Javaheri, S, Malik, A, Smith, J, Chung, E. “Adaptive pressure support servoventilation: a novel treatment for sleep apnea associated with use of opioids”. J Clin Sleep Med. vol. 4. 2008. pp. 305-10. Small case study of five patients on chronic opioids with sleep-disordered breathing who failed CPAP because of an increase in central events. ASV resulted in a significant reduction in both central and obstructive events.

Farney, RJ, Walker, JM, Boyle, KM, Cloward, TV, Shilling, KC. “Adaptive servoventilation (ASV) in patients with sleep-disordered breathing associated with chronic opioid medications for non-malignant pain”. J Clin Sleep Med. vol. 4. 2008. pp. 311-9. Retrospective review of 22 patients on chronic opioids who underwent titration studies for sleep-disordered breathing with CPAP and ASV. ASV improved obstructive events but not central events or hypopneas. ASV did not improve oxygenation or Biot's breathing.

Luks, AM, van Melick, H, Batarse, RR, Powell, FL, Grant, I, West, JB. “Room oxygen enrichment improves sleep and subsequent day-time performance at high altitude”. Respir Physiol. vol. 113. 1998. pp. 247-58. Randomized, double-blind trial of eighteen subjects taken from sea level to 3800 meters of altitude. Supplementation with 24 percent oxygen improved apneas, periodic breathing, and sleep quality.

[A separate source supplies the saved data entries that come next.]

//! Account store operations.

use std::collections::BTreeSet;

use log::info;

use super::{validate_text, Agency};
use crate::{
    display::{Accounts, DeleteResult},
    error::{ReservationError, Result},
    models::{Account, Reservation, Role},
    params::{Credentials, Register},
};

impl Agency {
    /// Registers a new account.
    ///
    /// # Errors
    ///
    /// Returns `ReservationError::InvalidInput` if a field is empty or
    /// contains a comma or line break, or if the username is taken.
    pub fn register(&mut self, params: &Register) -> Result<Account> {
        validate_text("username", &params.username)?;
        validate_text("password", &params.password)?;
        validate_text("name", &params.name)?;

        let username = params.username.trim();
        if self.accounts.iter().any(|account| account.username == username) {
            return Err(ReservationError::invalid_input("username")
                .with_reason(format!("Username '{username}' already exists")));
        }

        let account = Account {
            username: username.to_string(),
            password: params.password.clone(),
            name: params.name.trim().to_string(),
            role: params.role,
        };
        info!("Registered {} account {}", account.role, account.username);
        self.accounts.push(account.clone());
        self.save_accounts()?;
        Ok(account)
    }

    /// Checks credentials against an account of the expected role.
    ///
    /// # Errors
    ///
    /// Returns `ReservationError::AuthenticationFailed` if no account of that
    /// role matches the username and password.
    pub fn authenticate(&self, credentials: &Credentials) -> Result<Account> {
        self.accounts
            .iter()
            .find(|account| {
                account.username == credentials.username
                    && account.password == credentials.password
                    && account.role == credentials.role
            })
            .cloned()
            .ok_or(ReservationError::AuthenticationFailed)
    }

    /// Accounts, optionally restricted to one role, in registration order.
    pub fn list_accounts(&self, role: Option<Role>) -> Accounts {
        Accounts(
            self.accounts
                .iter()
                .filter(|account| role.map_or(true, |role| account.role == role))
                .cloned()
                .collect(),
        )
    }

    /// Deletes a customer account along with its reservations and
    /// waiting-list entries. Seats held by the reservations are released.
    ///
    /// # Errors
    ///
    /// Returns `ReservationError::AccountNotFound` for an unknown username
    /// and `ReservationError::InvalidInput` for admin accounts.
    pub fn delete_account(&mut self, username: &str) -> Result<DeleteResult<Account>> {
        let index = self.account_index(username)?;
        if self.accounts[index].is_admin() {
            return Err(ReservationError::invalid_input("username")
                .with_reason("Only customer accounts can be deleted"));
        }
        let account = self.accounts.remove(index);

        let (owned, kept): (Vec<Reservation>, Vec<Reservation>) = std::mem::take(&mut self.reservations)
            .into_iter()
            .partition(|reservation| reservation.username == account.username);
        self.reservations = kept;

        let mut changed_flights = BTreeSet::new();
        for reservation in &owned {
            if self.release_seat(reservation) {
                changed_flights.insert(reservation.flight_id.clone());
            }
        }

        let changed_lists: Vec<String> = self
            .waiting_lists
            .iter_mut()
            .filter_map(|(flight_id, list)| list.remove(&account.username).then(|| flight_id.clone()))
            .collect();

        info!(
            "Deleted account {} ({} reservation(s) released, removed from {} waiting list(s))",
            account.username,
            owned.len(),
            changed_lists.len()
        );

        self.save_accounts()?;
        if !owned.is_empty() {
            self.save_reservations()?;
        }
        for flight_id in &changed_flights {
            self.save_seatmap(flight_id)?;
        }
        if !changed_flights.is_empty() {
            self.save_flights()?;
        }
        for flight_id in &changed_lists {
            self.save_waiting_list(flight_id)?;
        }
        Ok(DeleteResult::new(account))
    }
}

Nickol, AH, Leverment, J, Richards, P. “Temazepam at high altitude reduces periodic breathing without impairing next-day performance: a randomized cross-over double-blind study”. J Sleep Res. vol. 15. 2006. pp. 445-54. A double-blind, randomized, cross-over trial of 33 healthy volunteers who took 10 mg of temazepam and placebo in random order on two successive nights soon after arrival at five thousand meters of altitude, following a seventeen-day trek from 410 meters of altitude. Temazepam significantly reduced periodic breathing and resulted in a 2 percent drop in mean oxygen saturations overnight but did not affect next day performance levels.

Fischer, R, Lang, SM, Leitl, M, Thiere, M, Steiner, U, Huber, RM. “Theophylline and acetazolamide reduce sleep-disordered breathing at high altitude”. Eur Respir J. vol. 23. 2004. pp. 47-52. Randomized, double-blind, placebo-controlled study of thirty males at high altitude who were given theophylline, acetazolamide, or placebo. Both theophylline and acetazolamide normalized periodic breathing and improved oxygenation compared to placebo.

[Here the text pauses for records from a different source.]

//! Newtype wrappers for displaying groups of domain objects.

use std::{fmt, ops::Index};

use crate::models::{Account, Flight, Reservation};

/// Flights as a compact listing, without seat maps.
///
/// # Examples
///
/// ```rust
/// use jetway_core::display::Flights;
///
/// let flights = Flights(vec![]);
/// assert_eq!(flights.to_string(), "No flights found.\n");
/// ```
pub struct Flights(pub Vec<Flight>);

impl Flights {
    pub fn is_empty(&self) -> bool {
        self.0.is_empty()
    }

    pub fn len(&self) -> usize {
        self.0.len()
    }

    pub fn get(&self, index: usize) -> Option<&Flight> {
        self.0.get(index)
    }

    pub fn iter(&self) -> std::slice::Iter<'_, Flight> {
        self.0.iter()
    }
}

impl Index<usize> for Flights {
    type Output = Flight;

    fn index(&self, index: usize) -> &Self::Output {
        &self.0[index]
    }
}

impl IntoIterator for Flights {
    type Item = Flight;
    type IntoIter = std::vec::IntoIter<Self::Item>;

    fn into_iter(self) -> Self::IntoIter {
        self.0.into_iter()
    }
}

impl<'a> IntoIterator for &'a Flights {
    type Item = &'a Flight;
    type IntoIter = std::slice::Iter<'a, Flight>;

    fn into_iter(self) -> Self::IntoIter {
        self.0.iter()
    }
}

impl fmt::Display for Flights {
    fn fmt(&self, f: &mut fmt::Formatter<'_>) -> fmt::Result {
        if self.0.is_empty() {
            return writeln!(f, "No flights found.");
        }
        for flight in &self.0 {
            flight.fmt_summary(f)?;
        }
        Ok(())
    }
}

/// Reservations, one section each.
pub struct Reservations(pub Vec<Reservation>);

impl Reservations {
    pub fn is_empty(&self) -> bool {
        self.0.is_empty()
    }

    pub fn len(&self) -> usize {
        self.0.len()
    }

    pub fn iter(&self) -> std::slice::Iter<'_, Reservation> {
        self.0.iter()
    }
}

impl IntoIterator for Reservations {
    type Item = Reservation;
    type IntoIter = std::vec::IntoIter<Self::Item>;

    fn into_iter(self) -> Self::IntoIter {
        self.0.into_iter()
    }
}

impl fmt::Display for Reservations {
    fn fmt(&self, f: &mut fmt::Formatter<'_>) -> fmt::Result {
        if self.0.is_empty() {
            return writeln!(f, "No reservations found.");
        }
        for reservation in &self.0 {
            write!(f, "{reservation}")?;
        }
        Ok(())
    }
}

/// Accounts as a bullet list.
pub struct Accounts(pub Vec<Account>);

impl Accounts {
    pub fn is_empty(&self) -> bool {
        self.0.is_empty()
    }

    pub fn len(&self) -> usize {
        self.0.len()
    }

    pub fn iter(&self) -> std::slice::Iter<'_, Account> {
        self.0.iter()
    }
}

impl fmt::Display for Accounts {
    fn fmt(&self, f: &mut fmt::Formatter<'_>) -> fmt::Result {
        if self.0.is_empty() {
            return writeln!(f, "No accounts found.");
        }
        for account in &self.0 {
            write!(f, "{account}")?;
        }
        Ok(())
    }
}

Franklin, KA, Eriksson, P, Sahlin, C, Lundgren, R. “Reversal of central sleep apnea with oxygen”. Chest. vol. 111. 1997. pp. 163-9. Prospective study of twenty patients with non-hypercapnic central sleep apnea, eighteen with Cheyne-Stokes associated with either heart failure or stroke, and two with idiopathic CSA. Administration of supplemental oxygen significantly reduced the number of central events and related arousals.

Thomas, RJ, Daly, RW, Weiss, JW. “Low-concentration carbon dioxide is an effective adjunct to positive airway pressure in the treatment of refractory mixed central and obstructive sleep-disordered breathing”. Sleep. vol. 28. 2005. pp. 69-77. Small series of six patients with mixed obstructive and central apneas without renal or heart failure. Administration of carbon dioxide with CPAP was effective at reducing the treatment-resistant mixed and central events during a titration night with no adverse events reported.

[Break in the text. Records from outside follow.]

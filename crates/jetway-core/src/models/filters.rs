//! Filter types for querying flights and reservations.

use super::{Flight, Reservation};

/// Filter options for listing flights.
#[derive(Debug, Clone, Default)]
pub struct FlightFilter {
    /// Destination contains this text (case-insensitive)
    pub destination: Option<String>,

    /// Airline matches exactly (case-insensitive)
    pub airline: Option<String>,
}

impl FlightFilter {
    /// Whether the flight passes every set criterion.
    pub fn matches(&self, flight: &Flight) -> bool {
        let destination_ok = self.destination.as_ref().map_or(true, |needle| {
            flight
                .destination
                .to_lowercase()
                .contains(&needle.to_lowercase())
        });
        let airline_ok = self
            .airline
            .as_ref()
            .map_or(true, |airline| flight.airline.eq_ignore_ascii_case(airline));
        destination_ok && airline_ok
    }
}

/// Filter options for listing reservations.
#[derive(Debug, Clone, Default)]
pub struct ReservationFilter {
    /// Owned by this account
    pub username: Option<String>,

    /// Booked on this flight
    pub flight_id: Option<String>,
}

impl ReservationFilter {
    /// Whether the reservation passes every set criterion.
    pub fn matches(&self, reservation: &Reservation) -> bool {
        self.username
            .as_ref()
            .map_or(true, |username| &reservation.username == username)
            && self
                .flight_id
                .as_ref()
                .map_or(true, |flight_id| &reservation.flight_id == flight_id)
    }
}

Xie, A, Rankin, F, Rutherford, R, Bradley, TD. “Effects of inhaled CO2 and added dead space on idiopathic central sleep apnea”. J Appl Physiol. vol. 82. 1997. pp. 918-26. Increasing PaCO2 by increasing dead space or rebreathing CO2 abolished central apneic events in patients with idiopathic CSA.

Quadri, S, Drake, C, Hudgel, DW. “Improvement of idiopathic central sleep apnea with zolpidem”. J Clin Sleep Med. vol. 5. 2009. pp. 122-9. Case series of twenty patients with idiopathic CSA who were treated with zolpidem 10 mg at bedtime. Overnight polysonogram showed a significant reduction in the AHI that was mainly due to a reduction in central events. Subjects also had improved sleep continuity and decreased subjective daytime sleepiness, in the majority of cases without a worsening of oxygenation or obstructive events.